Dataset entries
——————

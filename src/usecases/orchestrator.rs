//! Top-level retry loop: dispatch, wait for the executor, collect missing input,
//! re-dispatch with the merged material, until the Attempt succeeds, fails or is
//! cancelled.
//!
//! One Attempt at a time per orchestrator; a second start while one is in flight
//! is rejected with [`OrchestratorError::AttemptInFlight`].

use crate::domain::{
    CollectionOutcome, CryptoInputMaterial, Diagnostic, EventKind, OrchestratorError,
    ProtocolViolation,
};
use crate::ports::{NotificationPort, OperationHooks};
use crate::usecases::attempt::{Attempt, Resumption};
use crate::usecases::classifier::{Classification, Termination, classify};
use crate::usecases::dispatcher::Dispatcher;
use crate::usecases::event_subscription::{self, EventSubscription, Foreground};
use crate::usecases::input_resolver::InputResolver;
use std::sync::Arc;
use std::sync::atomic::{AtomicU64, Ordering};
use tracing::{debug, error, info, warn};

/// What happened to an Attempt, from the caller's point of view.
#[derive(Debug, Clone, Copy, PartialEq, Eq)]
pub enum AttemptOutcome {
    /// The request builder produced nothing; nothing was dispatched.
    Declined,
    Succeeded,
    Failed,
    Cancelled,
}

/// Orchestrator. Owns the dispatcher, the resolver and the foreground gate.
pub struct Orchestrator<R, S> {
    dispatcher: Dispatcher<R, S>,
    resolver: InputResolver,
    notifier: Arc<dyn NotificationPort>,
    foreground: Foreground,
    /// Id of the Attempt in flight, 0 when idle.
    in_flight: AtomicU64,
    next_attempt: AtomicU64,
}

impl<R, S> Orchestrator<R, S>
where
    R: Send + Sync + 'static,
    S: Send + 'static,
{
    pub fn new(
        dispatcher: Dispatcher<R, S>,
        resolver: InputResolver,
        notifier: Arc<dyn NotificationPort>,
        foreground: Foreground,
    ) -> Self {
        Self {
            dispatcher,
            resolver,
            notifier,
            foreground,
            in_flight: AtomicU64::new(0),
            next_attempt: AtomicU64::new(1),
        }
    }

    /// Foreground gate of the owning view. Activate when it becomes visible,
    /// deactivate when it goes away.
    pub fn foreground(&self) -> &Foreground {
        &self.foreground
    }

    pub fn is_busy(&self) -> bool {
        self.in_flight.load(Ordering::Acquire) != 0
    }

    /// Start an Attempt with empty material.
    pub async fn crypto_operation<H>(&self, hooks: &H) -> Result<AttemptOutcome, OrchestratorError>
    where
        H: OperationHooks<R, S>,
    {
        self.crypto_operation_with_input(hooks, CryptoInputMaterial::new())
            .await
    }

    /// Start an Attempt with material the caller already holds.
    pub async fn crypto_operation_with_input<H>(
        &self,
        hooks: &H,
        material: CryptoInputMaterial,
    ) -> Result<AttemptOutcome, OrchestratorError>
    where
        H: OperationHooks<R, S>,
    {
        let id = self.next_attempt.fetch_add(1, Ordering::Relaxed);
        let _guard = self.claim(id)?;

        let mut events = event_subscription::open(self.foreground());
        let first_sink = events.sink(1);
        let request = match self
            .dispatcher
            .start(|| hooks.build_request(), material.clone(), first_sink)
        {
            Ok(Some(request)) => request,
            Ok(None) => return Ok(AttemptOutcome::Declined),
            Err(e) => {
                warn!(attempt = id, error = %e, "dispatch failed");
                let termination = Termination::Error(Diagnostic::new(e.to_string()));
                return Ok(self.finish(id, hooks, termination));
            }
        };
        info!(attempt = id, "attempt started");

        let mut attempt = Attempt::submitted(id, request, material);
        match self.drive(&mut attempt, &mut events).await {
            Ok(termination) => Ok(self.finish(id, hooks, termination)),
            Err(violation) => {
                error!(attempt = id, %violation, "attempt aborted");
                self.dispatcher.dismiss_progress();
                Err(violation.into())
            }
        }
    }

    /// Run the event / collection loop until the Attempt terminates.
    async fn drive(
        &self,
        attempt: &mut Attempt<R>,
        events: &mut EventSubscription<S>,
    ) -> Result<Termination<S>, ProtocolViolation> {
        loop {
            let Some(event) = events.next().await else {
                attempt.terminate();
                return Err(ProtocolViolation::ExecutorVanished {
                    attempt: attempt.id(),
                });
            };

            let result = match attempt.accept_event(event) {
                Ok(EventKind::Progress(update)) => {
                    self.dispatcher.update_progress(&update);
                    continue;
                }
                Ok(EventKind::Result(result)) => result,
                Err(violation) => {
                    error!(%violation, "ignoring out-of-state event");
                    continue;
                }
            };

            let required = match classify(result) {
                Classification::Terminal(termination) => {
                    attempt.terminate();
                    return Ok(termination);
                }
                Classification::Pending(required) => required,
            };

            attempt.await_input(required);
            let (required, code) = attempt.begin_collection()?;
            debug!(attempt = attempt.id(), %code, input = %required, "awaiting collection");
            let outcome = match self.resolver.resolve(&required).await {
                Ok(outcome) => outcome,
                Err(e) => {
                    warn!(attempt = attempt.id(), error = %e, "input collection failed");
                    attempt.terminate();
                    return Ok(Termination::Error(Diagnostic::new(e.to_string())));
                }
            };
            let obtained = matches!(outcome, CollectionOutcome::Obtained(_));

            match attempt.accept_collection(code, outcome)? {
                Resumption::Cancelled => return Ok(Termination::Cancelled),
                Resumption::Redispatch => {
                    debug!(attempt = attempt.id(), obtained, "resuming with merged material");
                    let sink = events.sink(attempt.submissions());
                    let material = attempt.material().clone();
                    if let Err(e) = self.dispatcher.submit(attempt.request(), material, sink) {
                        warn!(attempt = attempt.id(), error = %e, "re-dispatch failed");
                        attempt.terminate();
                        return Ok(Termination::Error(Diagnostic::new(e.to_string())));
                    }
                    attempt.redispatched();
                }
            }
        }
    }

    /// Dismiss the indicator and fire exactly one hook for the terminal branch.
    fn finish<H>(&self, id: u64, hooks: &H, termination: Termination<S>) -> AttemptOutcome
    where
        H: OperationHooks<R, S>,
    {
        self.dispatcher.dismiss_progress();
        info!(attempt = id, outcome = termination.label(), "attempt finished");
        match termination {
            Termination::Success(payload) => {
                hooks.on_success(payload);
                AttemptOutcome::Succeeded
            }
            Termination::Error(diagnostic) => {
                hooks.on_error(&diagnostic, self.notifier.as_ref());
                AttemptOutcome::Failed
            }
            Termination::Cancelled => {
                hooks.on_cancelled();
                AttemptOutcome::Cancelled
            }
        }
    }

    fn claim(&self, id: u64) -> Result<InFlight<'_, R, S>, OrchestratorError> {
        match self
            .in_flight
            .compare_exchange(0, id, Ordering::AcqRel, Ordering::Acquire)
        {
            Ok(_) => Ok(InFlight {
                id,
                slot: &self.in_flight,
                dispatcher: &self.dispatcher,
            }),
            Err(current) => {
                warn!(attempt = current, rejected = id, "attempt already in flight");
                Err(OrchestratorError::AttemptInFlight(current))
            }
        }
    }
}

/// Scope of one Attempt. Dropping it tears the indicator down and frees the
/// single-Attempt slot, also when the caller drops the Attempt future midway.
struct InFlight<'a, R, S> {
    id: u64,
    slot: &'a AtomicU64,
    dispatcher: &'a Dispatcher<R, S>,
}

impl<R, S> Drop for InFlight<'_, R, S> {
    fn drop(&mut self) {
        if self.dispatcher.dismiss_progress() {
            warn!(attempt = self.id, "attempt dropped before it finished");
        }
        self.slot.store(0, Ordering::Release);
    }
}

——————

WHAT NEEDS TO BE DONE:
Up to and including the line with "use crate::usecases::dispatcher::Dispatcher;", output each line of the entries above exactly, starting from the first.

ANSWER TO THIS PROBLEM:
filename src/usecases/orchestrator.rs
//! Top-level retry loop: dispatch, wait for the executor, collect missing input,
//! re-dispatch with the merged material, until the Attempt succeeds, fails or is
//! cancelled.
//!
//! One Attempt at a time per orchestrator; a second start while one is in flight
//! is rejected with [`OrchestratorError::AttemptInFlight`].

use crate::domain::{
    CollectionOutcome, CryptoInputMaterial, Diagnostic, EventKind, OrchestratorError,
    ProtocolViolation,
};
use crate::ports::{NotificationPort, OperationHooks};
use crate::usecases::attempt::{Attempt, Resumption};
use crate::usecases::classifier::{Classification, Termination, classify};
use crate::usecases::dispatcher::Dispatcher;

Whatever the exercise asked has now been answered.